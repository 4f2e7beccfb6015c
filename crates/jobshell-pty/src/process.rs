//! A child process attached to a pseudo-terminal.
//!
//! Output is read on a dedicated thread and forwarded over a channel, so
//! pattern searches can be awaited with or without a deadline. Everything
//! read is kept in a transcript for diagnostics.

use std::io::{ErrorKind, Read, Write};
use std::time::Duration;

use portable_pty::{Child, CommandBuilder, MasterPty, PtySize, native_pty_system};
use regex::bytes::Regex;
use tokio::sync::mpsc;
use tokio::time::Instant;
use tracing::{debug, trace};

use crate::endpoint::ShellCommand;
use crate::error::{ShellError, ShellResult};

const READ_CHUNK_BYTES: usize = 8192;

/// Result of a successful pattern search.
#[derive(Debug, Clone)]
pub struct PtyMatch {
    /// Index of the pattern that matched.
    pub index: usize,
    /// Output consumed before the match.
    pub preceding: Vec<u8>,
    /// The matched bytes themselves.
    pub matched: Vec<u8>,
}

/// A process running on the slave side of a pseudo-terminal.
pub struct PtyProcess {
    command: String,
    child: Box<dyn Child + Send + Sync>,
    writer: Box<dyn Write + Send>,
    _master: Box<dyn MasterPty + Send>,
    output: mpsc::UnboundedReceiver<Vec<u8>>,
    buffer: Vec<u8>,
    transcript: Vec<u8>,
    eof: bool,
}

impl PtyProcess {
    /// Spawn `command` on a fresh pseudo-terminal.
    pub fn spawn(command: &ShellCommand) -> ShellResult<Self> {
        let pty_system = native_pty_system();
        let pair = pty_system
            .openpty(PtySize {
                rows: 24,
                cols: 1024,
                pixel_width: 0,
                pixel_height: 0,
            })
            .map_err(|e| ShellError::Pty(format!("failed to open pty: {e}")))?;

        let mut builder = CommandBuilder::new(&command.program);
        builder.args(&command.args);
        for (key, value) in &command.env {
            builder.env(key, value);
        }

        let child = pair.slave.spawn_command(builder).map_err(|e| {
            ShellError::ConnectionFailure(format!("failed to spawn '{command}': {e}"))
        })?;
        // Only the child may hold the slave side, so its exit closes the terminal.
        drop(pair.slave);

        let mut reader = pair
            .master
            .try_clone_reader()
            .map_err(|e| ShellError::Pty(format!("failed to clone pty reader: {e}")))?;
        let writer = pair
            .master
            .take_writer()
            .map_err(|e| ShellError::Pty(format!("failed to take pty writer: {e}")))?;

        let (tx, rx) = mpsc::unbounded_channel::<Vec<u8>>();
        std::thread::Builder::new()
            .name("jobshell-pty-reader".to_string())
            .spawn(move || {
                let mut buf = [0u8; READ_CHUNK_BYTES];
                loop {
                    match reader.read(&mut buf) {
                        Ok(0) => break,
                        Ok(n) => {
                            if tx.send(buf[..n].to_vec()).is_err() {
                                break;
                            }
                        }
                        Err(ref e) if e.kind() == ErrorKind::Interrupted => continue,
                        Err(_) => break,
                    }
                }
            })?;

        debug!(command = %command, "spawned pty process");

        Ok(Self {
            command: command.to_string(),
            child,
            writer,
            _master: pair.master,
            output: rx,
            buffer: Vec::new(),
            transcript: Vec::new(),
            eof: false,
        })
    }

    /// The command line this process was started with.
    pub fn command(&self) -> &str {
        &self.command
    }

    /// Write raw input to the terminal.
    pub fn write(&mut self, data: &str) -> ShellResult<()> {
        self.writer.write_all(data.as_bytes())?;
        self.writer.flush()?;
        Ok(())
    }

    /// Wait until one of `patterns` matches the unconsumed output.
    ///
    /// Patterns are tried in order against the whole pending buffer; on a
    /// match, everything up to the end of the match is consumed. Returns
    /// `None` if `timeout` elapses first or the terminal is closed. A `None`
    /// timeout waits as long as the process produces output.
    pub async fn find(
        &mut self,
        patterns: &[Regex],
        timeout: Option<Duration>,
    ) -> ShellResult<Option<PtyMatch>> {
        let deadline = timeout.map(|timeout| Instant::now() + timeout);

        loop {
            if let Some(found) = self.take_match(patterns) {
                return Ok(Some(found));
            }
            if self.eof {
                return Ok(None);
            }

            let chunk = match deadline {
                Some(deadline) => {
                    match tokio::time::timeout_at(deadline, self.output.recv()).await {
                        Ok(chunk) => chunk,
                        Err(_) => return Ok(None),
                    }
                }
                None => self.output.recv().await,
            };

            match chunk {
                Some(bytes) => {
                    trace!(bytes = bytes.len(), "pty output");
                    self.transcript.extend_from_slice(&bytes);
                    self.buffer.extend_from_slice(&bytes);
                }
                None => {
                    debug!(command = %self.command, "pty closed");
                    self.eof = true;
                }
            }
        }
    }

    fn take_match(&mut self, patterns: &[Regex]) -> Option<PtyMatch> {
        for (index, pattern) in patterns.iter().enumerate() {
            if let Some(m) = pattern.find(&self.buffer) {
                let (start, end) = (m.start(), m.end());
                let consumed: Vec<u8> = self.buffer.drain(..end).collect();
                let (preceding, matched) = consumed.split_at(start);
                return Some(PtyMatch {
                    index,
                    preceding: preceding.to_vec(),
                    matched: matched.to_vec(),
                });
            }
        }
        None
    }

    /// Append a marker line to the transcript.
    pub fn note(&mut self, message: &str) {
        self.transcript
            .extend_from_slice(format!("\n[jobshell: {message}]\n").as_bytes());
    }

    /// Everything read from the terminal so far.
    pub fn transcript(&self) -> String {
        String::from_utf8_lossy(&self.transcript).into_owned()
    }

    /// Check whether the process is still running.
    pub fn alive(&mut self) -> bool {
        if self.eof {
            return false;
        }
        matches!(self.child.try_wait(), Ok(None))
    }

    /// Kill the process if it is still running.
    pub fn close(&mut self) {
        if matches!(self.child.try_wait(), Ok(None)) {
            debug!(command = %self.command, "killing pty process");
            let _ = self.child.kill();
            let _ = self.child.try_wait();
        }
        self.eof = true;
    }
}

impl Drop for PtyProcess {
    fn drop(&mut self) {
        self.close();
    }
}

• **PROBLEM DESCRIPTION**
Only the lines containing the word "side" should be returned from the data above.

• **SOLUTION**
/// A process running on the slave side of a pseudo-terminal.
        // Only the child may hold the slave side, so its exit closes the terminal.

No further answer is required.